Before we get into what the Congressional Budget Office said about the minimum wage yesterday, let’s pause to appreciate a broader point about the selectivity with which congressional Republicans find value in CBO reports. It offers some important context.
When the CBO says the Affordable Care Act will lower unemployment, reduce the deficit, increase wages; and bring coverage to tens of millions, the right says it doesn’t matter. When the CBO says comprehensive immigration reform will boost the economy and lower the deficit, the right says it doesn’t matter. When the CBO says extended unemployment benefits will create hundreds of thousands of jobs, the right says it doesn’t matter. When the CBO says the Recovery Act rescued the economy and ended the Great Recession, the right says it doesn’t matter.
But when the CBO says raising the minimum wage might cost jobs, congressional Republicans proudly proclaim, “This is definite proof that we’re right and Democrats must abandon their efforts immediately.”
When the CBO delivers good news to Democrats, Republicans don’t budge an inch. When the CBO delivers bad news to Democrats, Republicans don’t budge an inch. Heads I win, tails you lose – the data only matters when it reinforces an agreed upon narrative and preconceived assumptions that aren’t dependent on evidence anyway.
Put another way, imagine if the CBO had concluded yesterday that raising the minimum wage to $15 would cause a hiring surge. It didn’t, but just for the sake of conversation, imagine it had. Would conservatives respond, “Well, in that case, we’re prepared to reconsider our assumptions and take a second look at the idea”? Of course not; they would say what they always say when the CBO tells the right what it doesn’t want to hear: CBO reports are only relevant when Republicans find the conclusions ideologically satisfying.
Given this, perhaps it’s best to take Republican commentary in response to yesterday’s report with a grain of salt. There’s no discernable intellectual integrity to the talking points.
The CBO nevertheless generated quite a bit of discussion yesterday about the minimum wage, and it’s worth keeping the findings in mind as the policy debate, such as it is, continues. The headlines folks have seen – “Minimum wage hike would cost jobs” – don’t tell the whole story.

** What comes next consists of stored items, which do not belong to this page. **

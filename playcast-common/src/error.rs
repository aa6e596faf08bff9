//! Common error types for Playcast services

use thiserror::Error;

/// Common result type for Playcast operations
pub type Result<T> = std::result::Result<T, Error>;

/// Common error types shared across Playcast services
#[derive(Error, Debug)]
pub enum Error {
    /// I/O operation error (wraps std::io::Error)
    #[error("IO error: {0}")]
    Io(#[from] std::io::Error),

    /// Configuration loading or validation error
    #[error("Configuration error: {0}")]
    Config(String),

    /// Invalid user input or request parameter
    #[error("Invalid input: {0}")]
    InvalidInput(String),

    /// Internal error
    #[error("Internal error: {0}")]
    Internal(String),
}
//! HTTP server setup and routing
//!
//! Sets up the Axum router with the player control endpoints and the SSE
//! stream. UI clients drive the engine exclusively through these routes.

use crate::bridge::PreferenceBridge;
use crate::playback::engine::PlayerEngine;
use crate::state::SharedState;
use axum::{
    routing::{delete, get, post, put},
    Router,
};
use std::sync::Arc;
use tower_http::cors::CorsLayer;

/// Shared application context passed to all handlers
#[derive(Clone)]
pub struct AppContext {
    pub engine: Arc<PlayerEngine>,
    pub state: Arc<SharedState>,
    pub bridge: Arc<PreferenceBridge>,
}

/// Build the application router
pub fn create_router(ctx: AppContext) -> Router {
    Router::new()
        // Health endpoint
        .route("/health", get(super::handlers::health))
        // Observable player state
        .route("/player/state", get(super::handlers::get_state))
        // Playback control
        .route("/player/load", post(super::handlers::load_item))
        .route("/player/queue", post(super::handlers::set_queue))
        .route("/player/queue/items", post(super::handlers::enqueue_item))
        .route(
            "/player/queue/items/:kind/:id",
            delete(super::handlers::remove_item),
        )
        .route("/player/queue/jump", post(super::handlers::jump_to))
        .route("/player/toggle", post(super::handlers::toggle_play))
        .route("/player/next", post(super::handlers::play_next))
        .route("/player/previous", post(super::handlers::play_previous))
        .route("/player/seek", post(super::handlers::seek))
        // Live preference controls
        .route("/player/volume", post(super::handlers::set_volume))
        .route("/player/mode", post(super::handlers::set_mode))
        .route(
            "/player/autoplay/toggle",
            post(super::handlers::toggle_autoplay),
        )
        // Preference persistence round-trips
        .route("/player/preferences", get(super::handlers::get_preferences))
        .route("/player/preferences", put(super::handlers::save_preferences))
        .route(
            "/player/preferences/refresh",
            post(super::handlers::refresh_preferences),
        )
        // SSE event stream
        .route("/events", get(super::sse::event_stream))
        // Attach application context
        .with_state(ctx)
        // Enable CORS for the web clients
        .layer(CorsLayer::permissive())
}
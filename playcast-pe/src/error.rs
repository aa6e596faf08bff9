//! Error types for playcast-pe
//!
//! Module-specific error types using thiserror for clear error propagation.

use thiserror::Error;

/// Main error type for the player engine service
#[derive(Error, Debug)]
pub enum Error {
    /// Configuration errors
    #[error("Configuration error: {0}")]
    Config(String),

    /// HTTP server errors
    #[error("HTTP server error: {0}")]
    Http(String),

    /// Queue management errors
    #[error("Queue error: {0}")]
    Queue(String),

    /// Invalid state for operation
    #[error("Invalid state: {0}")]
    InvalidState(String),

    /// Invalid request
    #[error("Bad request: {0}")]
    BadRequest(String),

    /// Remote profile service errors
    #[error("Profile service error: {0}")]
    Profile(#[from] crate::profile::ProfileError),

    /// Other errors
    #[error("Internal error: {0}")]
    Internal(String),
}

/// Convenience Result type using playcast-pe Error
pub type Result<T> = std::result::Result<T, Error>;
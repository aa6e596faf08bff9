//! Play queue store
//!
//! Ordered items plus a cursor, independent of what the transport has loaded.
//! Invariant: the cursor is always in range or None, and never references a
//! removed item. Which entry plays next is not decided here — see
//! [`crate::playback::modes`].

use crate::error::{Error, Result};
use playcast_common::model::{ItemKey, PlayableItem};

/// Ordered play queue with a cursor.
#[derive(Debug, Default)]
pub struct QueueStore {
    items: Vec<PlayableItem>,
    /// Cursor into `items`; None when the queue is empty or nothing has been
    /// explicitly queued for playback.
    index: Option<usize>,
}

impl QueueStore {
    pub fn new() -> Self {
        Self::default()
    }

    /// Wholesale replace: the only bulk-mutation entry point. Replaces all
    /// prior contents, never merges. An empty `items` clears the queue and
    /// the cursor.
    pub fn replace(&mut self, items: Vec<PlayableItem>, start_index: usize) -> Result<()> {
        if items.is_empty() {
            self.items = items;
            self.index = None;
            return Ok(());
        }
        if start_index >= items.len() {
            return Err(Error::BadRequest(format!(
                "start index {} out of range for queue of {}",
                start_index,
                items.len()
            )));
        }
        self.items = items;
        self.index = Some(start_index);
        Ok(())
    }

    /// Resolve an item's identity to its current position, or None if absent.
    /// Used to re-sync the cursor after external add/remove without
    /// restarting playback.
    pub fn index_of(&self, key: &ItemKey) -> Option<usize> {
        self.items.iter().position(|item| &item.key() == key)
    }

    /// Move the cursor to an existing position, returning the item there.
    pub fn advance_to(&mut self, index: usize) -> Result<&PlayableItem> {
        if index >= self.items.len() {
            return Err(Error::Queue(format!(
                "index {} out of range for queue of {}",
                index,
                self.items.len()
            )));
        }
        self.index = Some(index);
        Ok(&self.items[index])
    }

    /// Append an item at the tail. The cursor does not move; appending to an
    /// empty queue leaves it None until something is explicitly played.
    pub fn enqueue(&mut self, item: PlayableItem) {
        self.items.push(item);
    }

    /// Remove the first item matching `key`, re-syncing the cursor so it
    /// keeps referencing the same current item when possible. Removing the
    /// cursor item clamps the cursor in place (or to the new tail, or to None
    /// when the queue empties). Returns false when no item matched.
    pub fn remove(&mut self, key: &ItemKey) -> bool {
        let Some(position) = self.index_of(key) else {
            return false;
        };
        self.items.remove(position);
        self.index = match self.index {
            None => None,
            Some(cursor) if position < cursor => Some(cursor - 1),
            Some(cursor) if position == cursor => {
                if self.items.is_empty() {
                    None
                } else {
                    Some(cursor.min(self.items.len() - 1))
                }
            }
            unchanged => unchanged,
        };
        true
    }

    /// Item under the cursor, if any.
    pub fn current(&self) -> Option<&PlayableItem> {
        self.index.map(|i| &self.items[i])
    }

    pub fn items(&self) -> &[PlayableItem] {
        &self.items
    }

    pub fn index(&self) -> Option<usize> {
        self.index
    }

    pub fn len(&self) -> usize {
        self.items.len()
    }

    pub fn is_empty(&self) -> bool {
        self.items.is_empty()
    }
}

#[cfg(test)]
mod tests {
    use super::*;

    fn song(id: &str) -> PlayableItem {
        PlayableItem::Song {
            song_id: id.to_string(),
            song_name: format!("Song {}", id),
            creator_name: "Artist".to_string(),
            signed_audio: Some(format!("https://cdn.example/{}.mp3", id)),
            signed_cover: None,
            duration: 120.0,
        }
    }

    fn key(id: &str) -> ItemKey {
        song(id).key()
    }

    #[test]
    fn replace_sets_cursor_to_start_index() {
        let mut queue = QueueStore::new();
        queue
            .replace(vec![song("a"), song("b"), song("c")], 1)
            .unwrap();

        assert_eq!(queue.len(), 3);
        assert_eq!(queue.index(), Some(1));
        assert_eq!(queue.current().unwrap().key(), key("b"));
    }

    #[test]
    fn replace_rejects_out_of_range_start() {
        let mut queue = QueueStore::new();
        let result = queue.replace(vec![song("a"), song("b")], 2);
        assert!(matches!(result, Err(Error::BadRequest(_))));
        // Failed replace leaves the store untouched.
        assert!(queue.is_empty());
        assert_eq!(queue.index(), None);
    }

    #[test]
    fn replace_with_empty_items_clears() {
        let mut queue = QueueStore::new();
        queue.replace(vec![song("a")], 0).unwrap();
        queue.replace(Vec::new(), 0).unwrap();
        assert!(queue.is_empty());
        assert_eq!(queue.index(), None);
        assert!(queue.current().is_none());
    }

    #[test]
    fn replace_is_wholesale_not_merge() {
        let mut queue = QueueStore::new();
        queue.replace(vec![song("a"), song("b")], 0).unwrap();
        queue.replace(vec![song("x")], 0).unwrap();
        assert_eq!(queue.len(), 1);
        assert_eq!(queue.current().unwrap().key(), key("x"));
    }

    #[test]
    fn index_of_matches_by_value_identity() {
        let mut queue = QueueStore::new();
        queue.replace(vec![song("a"), song("b")], 0).unwrap();

        // Re-fetched copy with a different signed URL still resolves.
        let copy = PlayableItem::Song {
            song_id: "b".to_string(),
            song_name: "Song b".to_string(),
            creator_name: "Artist".to_string(),
            signed_audio: Some("https://cdn.example/refreshed.mp3".to_string()),
            signed_cover: None,
            duration: 120.0,
        };
        assert_eq!(queue.index_of(&copy.key()), Some(1));
        assert_eq!(queue.index_of(&key("zzz")), None);
    }

    #[test]
    fn advance_to_bounds_checked() {
        let mut queue = QueueStore::new();
        queue.replace(vec![song("a"), song("b")], 0).unwrap();

        assert_eq!(queue.advance_to(1).unwrap().key(), key("b"));
        assert_eq!(queue.index(), Some(1));

        assert!(queue.advance_to(2).is_err());
        assert_eq!(queue.index(), Some(1));
    }

    #[test]
    fn enqueue_does_not_move_cursor() {
        let mut queue = QueueStore::new();
        queue.replace(vec![song("a"), song("b")], 1).unwrap();
        queue.enqueue(song("c"));

        assert_eq!(queue.len(), 3);
        assert_eq!(queue.index(), Some(1));
        assert_eq!(queue.current().unwrap().key(), key("b"));
    }

    #[test]
    fn enqueue_into_empty_queue_leaves_cursor_none() {
        let mut queue = QueueStore::new();
        queue.enqueue(song("a"));
        assert_eq!(queue.len(), 1);
        assert_eq!(queue.index(), None);
        assert!(queue.current().is_none());
    }

    #[test]
    fn remove_before_cursor_shifts_it_down() {
        let mut queue = QueueStore::new();
        queue
            .replace(vec![song("a"), song("b"), song("c")], 2)
            .unwrap();

        assert!(queue.remove(&key("a")));
        assert_eq!(queue.index(), Some(1));
        assert_eq!(queue.current().unwrap().key(), key("c"));
    }

    #[test]
    fn remove_after_cursor_keeps_it() {
        let mut queue = QueueStore::new();
        queue
            .replace(vec![song("a"), song("b"), song("c")], 0)
            .unwrap();

        assert!(queue.remove(&key("c")));
        assert_eq!(queue.index(), Some(0));
        assert_eq!(queue.current().unwrap().key(), key("a"));
    }

    #[test]
    fn remove_cursor_item_clamps_in_place() {
        let mut queue = QueueStore::new();
        queue
            .replace(vec![song("a"), song("b"), song("c")], 1)
            .unwrap();

        assert!(queue.remove(&key("b")));
        // Cursor stays at position 1, now referencing the old successor.
        assert_eq!(queue.index(), Some(1));
        assert_eq!(queue.current().unwrap().key(), key("c"));
    }

    #[test]
    fn remove_last_item_at_cursor_clamps_to_tail() {
        let mut queue = QueueStore::new();
        queue.replace(vec![song("a"), song("b")], 1).unwrap();

        assert!(queue.remove(&key("b")));
        assert_eq!(queue.index(), Some(0));
        assert_eq!(queue.current().unwrap().key(), key("a"));
    }

    #[test]
    fn remove_only_item_empties_cursor() {
        let mut queue = QueueStore::new();
        queue.replace(vec![song("a")], 0).unwrap();

        assert!(queue.remove(&key("a")));
        assert!(queue.is_empty());
        assert_eq!(queue.index(), None);
    }

    #[test]
    fn remove_unknown_key_is_false() {
        let mut queue = QueueStore::new();
        queue.replace(vec![song("a")], 0).unwrap();
        assert!(!queue.remove(&key("nope")));
        assert_eq!(queue.len(), 1);
    }
}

Soon after the CBO report started making the rounds, the White House issued an analysis from Jason Furman, chairman of President Obama’s Council of Economic Advisers, and Betsey Stevenson, a member of the Council of Economic Advisers, that highlighted what Democrats saw as the good news in the findings. And to be sure, there’s quite a bit to like:
* A minimum-wage increase to $10.10 would lift the incomes of 16.5 million Americans.
* It would lift 900,000 Americans out of poverty.
* It would give the economy a quick boost.
But that’s obviously not what the political world is focused on. Rather, the key takeaway from the CBO’s findings is that a wage hike would mean 500,000 fewer jobs. Is this true?
Note at the outset that the CBO actually used that number as a mid-point within a range of possible outcomes – the office said the result could be 1 million fewer jobs or practically zero.
As for the estimate itself, Mike Konczal’s analysis rings true.
As it turned out, what [CBO researchers] thought was appropriate involved a lot of adjustments in the direction for a higher impact. In the report, the authors themselves clarify that they are taking a more conservative line. All predictions, of course, amount to speculation of things that could happen in the economy, but in this one the speculating goes in a direction that is, to a surprising extent, in tune with Republican ideology.The report speculates that a minimum wage indexed to inflation would reduce jobs. It speculates that the speed of the minimum wage increase, or its level using various inflation measures, would reduce jobs. It argues job losses will be higher because of very new research centered on growth levels, even though that research is highly controversial. It speculates that technological change is coming faster than expected, and this will have an impact. And it also, crucially, speculates that these would bite much harder at $10 minimum wage instead of a $9 one.These are all interesting ideas, but they are definitely putting a thumb on the scale towards an estimate of job losses that is, as Harvard University’s Lawrence Katz told me, “higher than the consensus.” The CBO, in effect, is trying to referee a debate among economists, but the report doesn’t quite convey the level of debate and the ambiguity when it comes to these numbers. Instead, it gives a narrow, and headline grabbing, result.
And so the political debate continues.